Evet, bu sene Türk Yöneticileri ile farklı bir konuyu paylaşmak için biraraya geliyoruz. Yöneticinin şeytan Õçgeni dediğimiz ve şirket, Zaman, Yaşam yönetim felsefesini inceleyeceğimiz bu yeni konu, zaman yönetim felsefesi üzerine geliştirdiğim son çalışmaları içeriyor. Artık yönetim sorumluluğu olan herkes bu şeytan üçgeninin içinde buluyor kendisini. Büyük yönetim sorumluluğu altında, neredeyse temelde herşeyin üzerine oturtulduğu zaman yönetim felsefesinin önemi 15. plana atılıyor. Sonra ne oluyor dersiniz; tabii ki tam bir şeytan üçgeni!.. Hem de gittikçe derinleşen ve büyüyerek kendini tekrar eden, yöneticiyi içine çeken bir üçgen. Kendisini zamanı böyle yaşamaya hapseden yöneticilerin birarada olduğu bir şirkette sizce "zaman kültürü"nden bahsedilebilir mi? Ben bugüne kadar hiç rastlamadım. Bir kültürün oluşumu bireyde başlar. Bir şirketin zaman kültürü ise yöneticilerin katkıları ile oluşan ve yaygınlaşan zaman felsefesinden yola çıkarak oluşacaktır. Kuruluşların hedeflerine ulaşma, verimlilik ve yönetim faaliyetlerinde zaman kültürü, her zaman sahnede değildir, ama en güçlü role sahip olmuştur.

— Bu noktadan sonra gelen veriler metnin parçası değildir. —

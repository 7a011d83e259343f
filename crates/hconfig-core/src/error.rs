//! Error types for project configuration operations.

use std::io;
use std::path::PathBuf;

use thiserror::Error;

/// Result alias used throughout the core library.
pub type StoreResult<T> = Result<T, StoreError>;

/// Errors produced while resolving, writing, or refreshing project config.
#[derive(Error, Debug)]
pub enum StoreError {
    // === Store Errors ===
    /// The shared configuration root is missing or cannot be listed.
    #[error("Project config store unavailable at {}: {source} (run 'hconfig init' first)", path.display())]
    StoreUnavailable {
        path: PathBuf,
        #[source]
        source: io::Error,
    },

    /// The shared fragment for a project is absent or unreadable.
    #[error("Project not found: {project} ({})", path.display())]
    ProjectNotFound {
        project: String,
        path: PathBuf,
        #[source]
        source: io::Error,
    },

    /// A fragment exists but does not match the expected schema.
    #[error("Malformed config file {}: {source}", path.display())]
    MalformedConfig {
        path: PathBuf,
        #[source]
        source: serde_json::Error,
    },

    // === Selection Errors ===
    /// No project name was given and none was chosen interactively.
    #[error("No project selected")]
    NoProjectSelected,

    /// The interactive prompt failed.
    #[error("Project selection failed: {source}")]
    SelectionFailed {
        #[source]
        source: io::Error,
    },

    // === Write Errors ===
    /// The override fragment could not be created or written.
    #[error("Failed to write {}: {source}", path.display())]
    WriteFailed {
        path: PathBuf,
        #[source]
        source: io::Error,
    },

    /// The current working directory could not be determined.
    #[error("Cannot determine working directory: {source}")]
    WorkingDirectoryUnavailable {
        #[source]
        source: io::Error,
    },

    // === Refresh Errors ===
    /// No repository URL is configured for the shared config.
    #[error("No project config repository configured (set 'repository' in hconfig.toml or HCONFIG_REPOSITORY)")]
    RepositoryNotConfigured,

    /// A git invocation exited unsuccessfully.
    #[error("git {command} failed: {stderr}")]
    RefreshFailed { command: String, stderr: String },

    /// Inspecting the local checkout failed.
    #[error("Git error: {0}")]
    Git(#[from] git2::Error),

    // === Settings Errors ===
    /// The tool's own settings file could not be read or parsed.
    #[error("Invalid settings file {}: {message}", path.display())]
    Settings { path: PathBuf, message: String },
}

Bugün, benim konferanslarıma katılmış olanlar ya da yönetim felsefelerini diğer kaynaklardan takip edenler dahil herkes, gerçek anlamda kuruluşu ortak bir hedef etrafında birleşmiş insanlar topluluğunun oluşturduğunu bilir. Bütün şirket ve kuruluşların işletme amaçları hedefin üretilmesinde yapılan masrafları aşan değerler yaratmak ve bu değerleri artırmaktır. Zamanın harcanma şekli ise ulaşılan sonuçları önemli ölçüde etkiler. Son 10 yılda yapılan tüm araştırmalar şunu gösteriyor ki; kuruluşların çoğunda zamanın %80'inden fazlası maalesef hiçbir değer katmayan faaliyetlere harcanıyor. Peki bunun için ne yapılıyor dersiniz? Tabii ki hayata geçmeyen ama yazıya dökülen pek çok proje ya da yeni geliştirilmiş teknoloji ve çalışma yöntemleri. Oysa ki; verimlilik süreçleri insanda başlar. Verimliliğin artırılması için oluşturulan zemini, yani şirketin zaman kültürünü yaratan da bireydir. Tabii ki ‘Time Manager’ seminerlerinde bahsettiğimiz felsefenin yeni konferansımızın konusu ile çakışan yönleri var. Ama bu kez daha bütünsel bir bakış açısı ile şirketin zaman kültürünün oluşumunda yöneticinin rolünü inceliyoruz. Zaman yönetimini, yöneticinin iş hayatı ya da özel hayatı diye ayırmıyoruz. Bence zaman felsefesi, hayatın kesitleri diye baktığınızda birbirinin içine geçmiş ama birleştiğinde resmin tamamını ortaya çıkartan bir bütündür.İletişim çağındayız; pek çok şeyden kimi zaman farkederek kimi zaman da farketmeden etki alıyoruz ve tepki vermek zorunda kalıyoruz. Zaman felsefesi üzerine yaptığım son araştırmalar artık sadece bireylerin bir zaman yönetim felsefesine sahip olmasının asla yeterli olmadığını gösteriyor. Bu sebeple bugün şirketlerin zaman kültürü gibi bir kavram dilden dile dolaşıyor. Bu konferansta zaman yönetim felsefesinin bireysel önemi üzerindeki son araştırmalarımı global bakış açısıyla ve büyük bir zevkle Türk Yöneticileri ile paylaşma fırsatım olacak.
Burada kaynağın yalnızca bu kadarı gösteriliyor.